The order comes at a time of growing concern among some industry leaders that more homebuyers could face problems as new builders and mortgage bankers have rushed into the market to meet a strong demand for homes.

"We've filed some lawsuits. We have ongoing investigations," said Hamer, who has not noticed an increase in cases. "The large portion of builders do a great job, but consumers should be very aware when they enter into these large purchases, which in many cases are the biggest purchases they make in their lives."

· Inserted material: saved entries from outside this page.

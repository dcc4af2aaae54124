use anyhow::{Context, Result, bail};
use tokio::{
    io::{self, AsyncBufReadExt, AsyncWriteExt, BufReader},
    net::{
        TcpStream,
        tcp::{OwnedReadHalf, OwnedWriteHalf},
    },
    select,
};
use tracing::{info, warn};

use crate::{
    cli::ClientArgs,
    message::{Operation, Reply, Request, Status, read_message, write_message},
};

const USAGE: &str = "usage: lock K | unlock K | get K | set K N | incr K N | /quit";

pub async fn run(args: ClientArgs) -> Result<()> {
    let stream = TcpStream::connect(args.server)
        .await
        .with_context(|| format!("failed to connect to {}", args.server))?;
    info!("connected to {}", args.server);

    let (reader, mut writer) = stream.into_split();
    let mut reader = BufReader::new(reader);
    let mut stdin = BufReader::new(tokio::io::stdin());
    let mut input = String::new();

    run_client_loop(&mut reader, &mut writer, &mut stdin, &mut input).await?;

    if let Err(error) = writer.shutdown().await {
        warn!(?error, "failed to shutdown client writer cleanly");
    }
    Ok(())
}

async fn run_client_loop(
    reader: &mut BufReader<OwnedReadHalf>,
    writer: &mut OwnedWriteHalf,
    stdin: &mut BufReader<tokio::io::Stdin>,
    input: &mut String,
) -> Result<()> {
    loop {
        input.clear();
        select! {
            server_message = read_message::<_, Reply>(reader) => {
                match server_message? {
                    Some(reply) => write_stdout(&render_reply(&reply)).await?,
                    None => {
                        write_stdout("*** server closed the connection").await?;
                        break;
                    }
                }
            }
            bytes_read = stdin.read_line(input) => {
                if bytes_read? == 0 {
                    break;
                }
                match parse_input(input) {
                    Ok(Input::Send(request)) => write_message(writer, &request).await?,
                    Ok(Input::Quit) => {
                        write_stdout("*** bye").await?;
                        break;
                    }
                    Ok(Input::Empty) => {}
                    Err(err) => write_stderr(&format!("!!! {err}; {USAGE}")).await?,
                }
            }
            ctrl_c = tokio::signal::ctrl_c() => {
                if let Err(error) = ctrl_c {
                    warn!(?error, "ctrl-c handler failed");
                }
                break;
            }
        }
    }
    Ok(())
}

#[derive(Debug, PartialEq, Eq)]
pub enum Input {
    Send(Request),
    Quit,
    Empty,
}

/// Turns a typed line such as `incr hits 3` into a request.
pub fn parse_input(line: &str) -> Result<Input> {
    let mut words = line.split_whitespace();
    let Some(command) = words.next() else {
        return Ok(Input::Empty);
    };
    if command.eq_ignore_ascii_case("/quit") {
        return Ok(Input::Quit);
    }

    let Some(op) = Operation::parse(&command.to_ascii_lowercase()) else {
        bail!("unknown command '{command}'");
    };
    let Some(target) = words.next() else {
        bail!("'{}' needs a key", op.name());
    };

    let request = Request::new(op, target);
    let request = match op {
        Operation::Set | Operation::Incr => match words.next() {
            Some(arg) => request.with_arg(arg),
            None => bail!("'{}' needs a number", op.name()),
        },
        Operation::Lock | Operation::Unlock | Operation::Get => request,
    };

    if words.next().is_some() {
        bail!("too many arguments");
    }
    Ok(Input::Send(request))
}

pub fn render_reply(reply: &Reply) -> String {
    match (reply.status, &reply.error, &reply.value) {
        (Status::Ok, _, Some(value)) => format!("OK {value}"),
        (Status::Ok, _, None) => "OK".to_string(),
        (Status::Ko, Some(error), _) => format!("KO {error}"),
        (Status::Ko, None, _) => "KO".to_string(),
    }
}

async fn write_stdout(line: &str) -> io::Result<()> {
    let mut stdout = tokio::io::stdout();
    stdout.write_all(line.as_bytes()).await?;
    stdout.write_all(b"\n").await?;
    stdout.flush().await
}

async fn write_stderr(line: &str) -> io::Result<()> {
    let mut stderr = tokio::io::stderr();
    stderr.write_all(line.as_bytes()).await?;
    stderr.write_all(b"\n").await?;
    stderr.flush().await
}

The investigation by the Consumer Protection Division of the attorney general's office began about two months ago after customers contacted the agency with problems. The probe revealed that JAE was not registered with the state, as required by Maryland law. It also found that the companies and executives failed to put customers' payments into an escrow account and did not have a surety bond or letter of credit to cover deposits, also required by law.

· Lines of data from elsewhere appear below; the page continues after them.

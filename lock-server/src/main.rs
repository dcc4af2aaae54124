use anyhow::Result;
use clap::Parser;
use tracing::{info, warn};

use lock_server::{
    bench,
    cli::{Cli, Command},
    client,
    server::Server,
};

fn init_tracing() {
    use tracing_subscriber::{EnvFilter, fmt};

    let filter = EnvFilter::try_from_default_env().unwrap_or_else(|_| EnvFilter::new("info"));
    let _ = fmt().with_env_filter(filter).with_target(false).try_init();
}

#[tokio::main]
async fn main() -> Result<()> {
    init_tracing();

    let cli = Cli::parse();
    match cli.command {
        Command::Serve(args) => {
            let server = Server::bind(args.into_config()).await?;
            let addr = server.local_addr()?;
            info!("lock server listening on {}", addr);
            if let Err(err) = server.run_until_ctrl_c().await {
                warn!("lock server exited with error: {err:?}");
                return Err(err);
            }
        }
        Command::Client(args) => client::run(args).await?,
        Command::Bench(args) => {
            let report = bench::run(args).await?;
            println!(
                "Result: {} replies in {:?} ({} failed connections)",
                report.replies, report.elapsed, report.failures
            );
            println!("Throughput: {:.0} replies/s", report.throughput());
        }
    }

    Ok(())
}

JAE customers complained to the agency that the companies agreed to build homes and received "substantial progress payments" to begin work but either did not start or did not finish the job, according to the cease-and-desist order.

A number of the homes are in Catonsville and the Brighton area, between Liberty and Reisterstown roads, in Baltimore County. Homebuyers discovered JAE after seeing the companies' billboard advertisements, the order said.

Bonita Ball, a teacher at Harbor City High School, sold her house in Fallstaff, where she lived for 17 years, to buy a JAE-built home, she said.

"I wouldn't have sold it right away or I would have gone with another builder had I known this was the kind of trouble I would be in," she said.

She invested about $138,000 in a property at 6506 Mount Vernon Ave. The house was supposed to have been built five months ago, but the plumbing, electrical wiring and air conditioning have not been installed, she said.

"I am angry," said Ball, who is renting a place to live in the meantime. "I am losing a lot of money. I am waiting for them to finish."